Ces innovations permettent d’utiliser de nouvelles matières premières qui pourraient autrement être sous-utilisées en raison de leur disponibilité en nutriments, créant ainsi des options d’alimentation rentables et durables. En outre, elles ouvrent de nouvelles possibilité d’incorporation de matières non alimentaires, réduisant ainsi la concurrence avec les sources d’alimentation humaine.
Mesurer et gérer l’impact
L’outil d’évaluation de l’impact environnemental de l’entreprise fournit aux producteurs de porcs des données précises sur leur empreinte carbone et d’autres paramètres environnementaux. Certifié par des normes tierces (ISO 14040 et 14044), cet outil évalue les émissions de référence et modélise les résultats d’interventions potentielles. Grâce à cet outil, les producteurs peuvent identifier les domaines clés à améliorer en matière d’alimentation, de nutrition et de gestion du fumier, mettre en œuvre des stratégies ciblées pour optimiser les performances environnementales et économiques, modéliser des scénarios pour prévoir l’impact environnemental et économique des changements potentiels, et réduire l’empreinte carbone de 3 à 7 % rien qu’en réformant l’alimentation.
Cet outil permet aux producteurs d’explorer les avantages environnementaux de différentes formulations alimentaires et pratiques de gestion, en veillant à ce que les interventions s’alignent à la fois sur les objectifs de durabilité et sur la rentabilité.
Parvenir à la durabilité
Contrairement aux idées reçues, l’adoption de pratiques durables ne nécessite pas nécessairement des investissements plus importants.
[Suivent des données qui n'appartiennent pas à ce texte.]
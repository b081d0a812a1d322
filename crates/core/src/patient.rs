//! Patient profile used as matching input.
//!
//! A profile is built once per patient record and is read-only for the rest of matching.

use crate::{MatchError, MatchResult};
use chrono::NaiveDate;
use fhir::{Bundle, BundlePatient};
use serde::{Deserialize, Serialize};
use std::collections::BTreeSet;
use trialmatch_types::{NonEmptyText, Sex};

/// Structured patient attributes consumed by the eligibility evaluators.
///
/// Condition, finding and medication names are deduplicated on their trimmed text
/// (exact case) and iterate in lexicographic order, so every derived output is
/// deterministic.
#[derive(Clone, Debug, PartialEq, Serialize, Deserialize)]
#[serde(rename_all = "camelCase", try_from = "PatientProfileWire")]
pub struct PatientProfile {
    patient_id: NonEmptyText,
    age: f64,
    sex: Sex,
    conditions: BTreeSet<String>,
    findings: BTreeSet<String>,
    medications: BTreeSet<String>,
}

/// Borrowed view of a patient's clinical history, handed to clause judges.
#[derive(Clone, Copy, Debug)]
pub struct ClinicalFacts<'a> {
    pub conditions: &'a BTreeSet<String>,
    pub findings: &'a BTreeSet<String>,
    pub medications: &'a BTreeSet<String>,
}

impl<'a> ClinicalFacts<'a> {
    /// Every condition, finding and medication name, in that order.
    pub fn all_names(&self) -> impl Iterator<Item = &'a str> + 'a {
        let Self {
            conditions,
            findings,
            medications,
        } = *self;
        conditions
            .iter()
            .chain(findings)
            .chain(medications)
            .map(String::as_str)
    }
}

fn dedup_names(names: impl IntoIterator<Item = String>) -> BTreeSet<String> {
    names
        .into_iter()
        .map(|n| n.trim().to_string())
        .filter(|n| !n.is_empty())
        .collect()
}

impl PatientProfile {
    /// Creates a validated profile.
    ///
    /// # Errors
    ///
    /// Returns [`MatchError::InvalidInput`] if `age` is negative or not finite.
    pub fn new(
        patient_id: NonEmptyText,
        age: f64,
        sex: Sex,
        conditions: impl IntoIterator<Item = String>,
        findings: impl IntoIterator<Item = String>,
        medications: impl IntoIterator<Item = String>,
    ) -> MatchResult<Self> {
        if !age.is_finite() || age < 0.0 {
            return Err(MatchError::InvalidInput(format!(
                "patient age must be a non-negative number of years, got {age}"
            )));
        }

        Ok(Self {
            patient_id,
            age,
            sex,
            conditions: dedup_names(conditions),
            findings: dedup_names(findings),
            medications: dedup_names(medications),
        })
    }

    /// Builds a profile from attributes extracted from a FHIR bundle, computing the age on
    /// `today`.
    pub fn from_bundle(patient: BundlePatient, today: NaiveDate) -> MatchResult<Self> {
        let age = patient.age_on(today)?;
        Self::new(
            patient.id,
            age,
            patient.sex,
            patient.conditions,
            patient.findings,
            patient.medications,
        )
    }

    /// Parses a FHIR bundle JSON document and builds the profile.
    ///
    /// # Errors
    ///
    /// Returns [`MatchError::Fhir`] if the bundle is malformed or lacks the patient's id,
    /// gender or birth date.
    pub fn from_bundle_json(json_text: &str, today: NaiveDate) -> MatchResult<Self> {
        Self::from_bundle(Bundle::parse(json_text)?, today)
    }

    pub fn patient_id(&self) -> &NonEmptyText {
        &self.patient_id
    }

    /// Age in fractional years.
    pub fn age(&self) -> f64 {
        self.age
    }

    pub fn sex(&self) -> Sex {
        self.sex
    }

    pub fn conditions(&self) -> &BTreeSet<String> {
        &self.conditions
    }

    pub fn findings(&self) -> &BTreeSet<String> {
        &self.findings
    }

    pub fn medications(&self) -> &BTreeSet<String> {
        &self.medications
    }

    pub fn facts(&self) -> ClinicalFacts<'_> {
        ClinicalFacts {
            conditions: &self.conditions,
            findings: &self.findings,
            medications: &self.medications,
        }
    }
}

#[derive(Deserialize)]
#[serde(rename_all = "camelCase")]
struct PatientProfileWire {
    patient_id: NonEmptyText,
    age: f64,
    sex: Sex,
    #[serde(default)]
    conditions: Vec<String>,
    #[serde(default)]
    findings: Vec<String>,
    #[serde(default)]
    medications: Vec<String>,
}

impl TryFrom<PatientProfileWire> for PatientProfile {
    type Error = MatchError;

    fn try_from(wire: PatientProfileWire) -> Result<Self, Self::Error> {
        PatientProfile::new(
            wire.patient_id,
            wire.age,
            wire.sex,
            wire.conditions,
            wire.findings,
            wire.medications,
        )
    }
}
Des innovations telles que les régimes enrichis en enzymes et les formulations optimisées d’aliments pour animaux peuvent réduire les émissions tout en améliorant la productivité, ce qui permet d’obtenir des résultats neutres en termes de coûts, voire de réaliser des économies. En outre, l’amélioration de la productivité se traduit par une réduction des émissions par kilogramme de viande produite. L’amélioration des performances des animaux et la réduction de la mortalité diminuent l’impact global de l’exploitation sur l’environnement.
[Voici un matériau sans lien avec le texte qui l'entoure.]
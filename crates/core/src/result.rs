//! Matching output records.

use serde::{Deserialize, Serialize};

/// A trial the patient is eligible for, with the rules and clauses it satisfied.
#[derive(Clone, Debug, PartialEq, Eq, Serialize, Deserialize)]
#[serde(rename_all = "camelCase")]
pub struct EligibilityResult {
    pub trial_id: String,
    pub trial_name: String,
    /// Age rule, then sex rule, then each exclusion clause in source order.
    pub eligibility_criteria_meet: Vec<String>,
}

/// Every eligible trial found for one patient.
#[derive(Clone, Debug, PartialEq, Eq, Serialize, Deserialize)]
#[serde(rename_all = "camelCase")]
pub struct MatchingSummary {
    pub patient_id: String,
    pub eligible_trials: Vec<EligibilityResult>,
}

impl MatchingSummary {
    pub fn new(patient_id: impl Into<String>) -> Self {
        Self {
            patient_id: patient_id.into(),
            eligible_trials: Vec::new(),
        }
    }

    pub fn is_empty(&self) -> bool {
        self.eligible_trials.is_empty()
    }
}

#[cfg(test)]
mod tests {
    use super::*;

    #[test]
    fn serialises_with_wire_field_names() {
        let summary = MatchingSummary {
            patient_id: "p1".into(),
            eligible_trials: vec![EligibilityResult {
                trial_id: "NCT01234567".into(),
                trial_name: "A study".into(),
                eligibility_criteria_meet: vec!["Study accepts all genders".into()],
            }],
        };
        let value = serde_json::to_value(&summary).unwrap();
        assert_eq!(
            value,
            serde_json::json!({
                "patientId": "p1",
                "eligibleTrials": [{
                    "trialId": "NCT01234567",
                    "trialName": "A study",
                    "eligibilityCriteriaMeet": ["Study accepts all genders"]
                }]
            })
        );
    }
}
Des stratégies telles que l’utilisation d’outils d’évaluation de l’impact sur l’environnement pour identifier et mettre en œuvre des interventions à fort impact soutiennent encore davantage cet alignement des objectifs. L’utilisation de nouveaux ingrédients pour l’alimentation animale, facilitée par des applications enzymatiques avancées, réduit également la dépendance à l’égard des matières premières traditionnelles, dont beaucoup sont en concurrence directe avec les chaînes d’approvisionnement de l’alimentation humaine. Il s’agit d’un scénario gagnant-gagnant pour la durabilité environnementale et la sécurité alimentaire mondiale.
Résistant et rentable
L’industrie porcine se trouve à un moment charnière où la responsabilité environnementale n’est plus facultative mais essentielle. Les outils et les stratégies disponibles aujourd’hui permettent aux producteurs des changements significatifs sans sacrifier la rentabilité. Qu’il s’agisse d’enzymes de formulations alimentaires innovantes ou d’outils d’évaluation avancés, les possibilités d’une production porcine durable sont à portée de main.
L’engagement en faveur de la durabilité ne concerne pas seulement la réduction des émissions, mais aussi la construction d’une industrie résiliente et économiquement viable. En adoptant des solutions telles que l’optimisation de l’alimentation, la gestion des nutriments et la surveillance précise de l’environnement, les producteurs peuvent atteindre un équilibre entre rentabilité et durabilité.